_WHAT YOU NEED TO DO_
Write each entry out again exactly, with nothing omitted.

_EXERCISE INPUT_
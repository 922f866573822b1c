//! Route handlers, one module per resource.

pub mod health;
pub mod messages;
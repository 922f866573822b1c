//! Scrollback CLI and REST API entry point.
//!
//! Binary name: `scrollback`
//!
//! Parses CLI arguments, initializes tracing, loads config and the session
//! snapshot, then dispatches to the command handler or starts the REST API
//! server.

mod cli;
mod http;
mod state;

use clap::Parser;
use clap_complete::generate;

use scrollback_observe::tracing_setup::{
    TracingOptions, filter_for_verbosity, init_tracing, shutdown_tracing,
};

use cli::{Cli, Commands};
use state::AppState;

#[tokio::main]
async fn main() -> anyhow::Result<()> {
    let cli = Cli::parse();

    // Shell completions don't need tracing or app state
    if let Commands::Completions { shell } = &cli.command {
        let mut cmd = <Cli as clap::CommandFactory>::command();
        generate(*shell, &mut cmd, "scrollback", &mut std::io::stdout());
        return Ok(());
    }

    let tracing_options = TracingOptions {
        default_filter: filter_for_verbosity(cli.verbose, cli.quiet).to_string(),
        json: cli.json,
        enable_otel: cli.otel,
    };
    init_tracing(&tracing_options)
        .map_err(|e| anyhow::anyhow!("failed to initialize tracing: {e}"))?;

    let result = run(cli).await;
    shutdown_tracing();
    result
}

async fn run(cli: Cli) -> anyhow::Result<()> {
    let state = AppState::init(cli.snapshot.as_deref()).await?;

    match cli.command {
        Commands::Fetch {
            chat,
            from_me,
            limit,
        } => {
            cli::fetch::fetch_messages(&state, &chat, from_me, limit, cli.json, cli.quiet).await?;
        }

        Commands::Probe { chat } => {
            cli::fetch::probe(&state, &chat, cli.json, cli.quiet).await?;
        }

        Commands::Chats => {
            cli::chats::list_chats(&state, cli.json)?;
        }

        Commands::Serve { port, host } => {
            let addr = format!("{host}:{port}");
            let listener = tokio::net::TcpListener::bind(&addr).await?;

            tracing::info!(%addr, "Scrollback API listening");
            if !cli.quiet {
                println!(
                    "  {} Scrollback API listening on {}",
                    console::style("⚡").bold(),
                    console::style(format!("http://{addr}/api/v1")).cyan()
                );
                println!("  {}", console::style("Press Ctrl+C to stop").dim());
            }

            let router = http::router::build_router(state);

            axum::serve(listener, router)
                .with_graceful_shutdown(shutdown_signal())
                .await?;

            if !cli.quiet {
                println!("\n  Server stopped.");
            }
        }

        Commands::Completions { .. } => {}
    }

    Ok(())
}

/// Wait for Ctrl+C or SIGTERM for graceful shutdown.
async fn shutdown_signal() {
    let ctrl_c = async {
        if let Err(e) = tokio::signal::ctrl_c().await {
            tracing::error!("failed to listen for Ctrl+C: {e}");
            std::future::pending::<()>().await;
        }
    };

    #[cfg(unix)]
    let terminate = async {
        match tokio::signal::unix::signal(tokio::signal::unix::SignalKind::terminate()) {
            Ok(mut signal) => {
                signal.recv().await;
            }
            Err(e) => {
                tracing::error!("failed to install SIGTERM handler: {e}");
                std::future::pending::<()>().await;
            }
        }
    };

    #[cfg(not(unix))]
    let terminate = std::future::pending::<()>();

    tokio::select! {
        _ = ctrl_c => {},
        _ = terminate => {},
    }
}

_RESULT OF THE TASK_
repository 922f866573822b1c
//! Route handlers, one module per resource.

pub mod health;
pub mod messages;
repository 922f866573822b1c
//! Scrollback CLI and REST API entry point.
//!
//! Binary name: `scrollback`
//!
//! Parses CLI arguments, initializes tracing, loads config and the session
//! snapshot, then dispatches to the command handler or starts the REST API
//! server.

mod cli;
mod http;
mod state;

use clap::Parser;
use clap_complete::generate;

use scrollback_observe::tracing_setup::{
    TracingOptions, filter_for_verbosity, init_tracing, shutdown_tracing,
};

use cli::{Cli, Commands};
use state::AppState;

#[tokio::main]
async fn main() -> anyhow::Result<()> {
    let cli = Cli::parse();

    // Shell completions don't need tracing or app state
    if let Commands::Completions { shell } = &cli.command {
        let mut cmd = <Cli as clap::CommandFactory>::command();
        generate(*shell, &mut cmd, "scrollback", &mut std::io::stdout());
        return Ok(());
    }

    let tracing_options = TracingOptions {
        default_filter: filter_for_verbosity(cli.verbose, cli.quiet).to_string(),
        json: cli.json,
        enable_otel: cli.otel,
    };
    init_tracing(&tracing_options)
        .map_err(|e| anyhow::anyhow!("failed to initialize tracing: {e}"))?;

    let result = run(cli).await;
    shutdown_tracing();
    result
}

async fn run(cli: Cli) -> anyhow::Result<()> {
    let state = AppState::init(cli.snapshot.as_deref()).await?;

    match cli.command {
        Commands::Fetch {
            chat,
            from_me,
            limit,
        } => {
            cli::fetch::fetch_messages(&state, &chat, from_me, limit, cli.json, cli.quiet).await?;
        }

        Commands::Probe { chat } => {
            cli::fetch::probe(&state, &chat, cli.json, cli.quiet).await?;
        }

        Commands::Chats => {
            cli::chats::list_chats(&state, cli.json)?;
        }

        Commands::Serve { port, host } => {
            let addr = format!("{host}:{port}");
            let listener = tokio::net::TcpListener::bind(&addr).await?;

            tracing::info!(%addr, "Scrollback API listening");
            if !cli.quiet {
                println!(
                    "  {} Scrollback API listening on {}",
                    console::style("⚡").bold(),
                    console::style(format!("http://{addr}/api/v1")).cyan()
                );
                println!("  {}", console::style("Press Ctrl+C to stop").dim());
            }

            let router = http::router::build_router(state);

            axum::serve(listener, router)
                .with_graceful_shutdown(shutdown_signal())
                .await?;

            if !cli.quiet {
                println!("\n  Server stopped.");
            }
        }

        Commands::Completions { .. } => {}
    }

    Ok(())
}

/// Wait for Ctrl+C or SIGTERM for graceful shutdown.
async fn shutdown_signal() {
    let ctrl_c = async {
        if let Err(e) = tokio::signal::ctrl_c().await {
            tracing::error!("failed to listen for Ctrl+C: {e}");
            std::future::pending::<()>().await;
        }
    };

    #[cfg(unix)]
    let terminate = async {
        match tokio::signal::unix::signal(tokio::signal::unix::SignalKind::terminate()) {
            Ok(mut signal) => {
                signal.recv().await;
            }
            Err(e) => {
                tracing::error!("failed to install SIGTERM handler: {e}");
                std::future::pending::<()>().await;
            }
        }
    };

    #[cfg(not(unix))]
    let terminate = std::future::pending::<()>();

    tokio::select! {
        _ = ctrl_c => {},
        _ = terminate => {},
    }
}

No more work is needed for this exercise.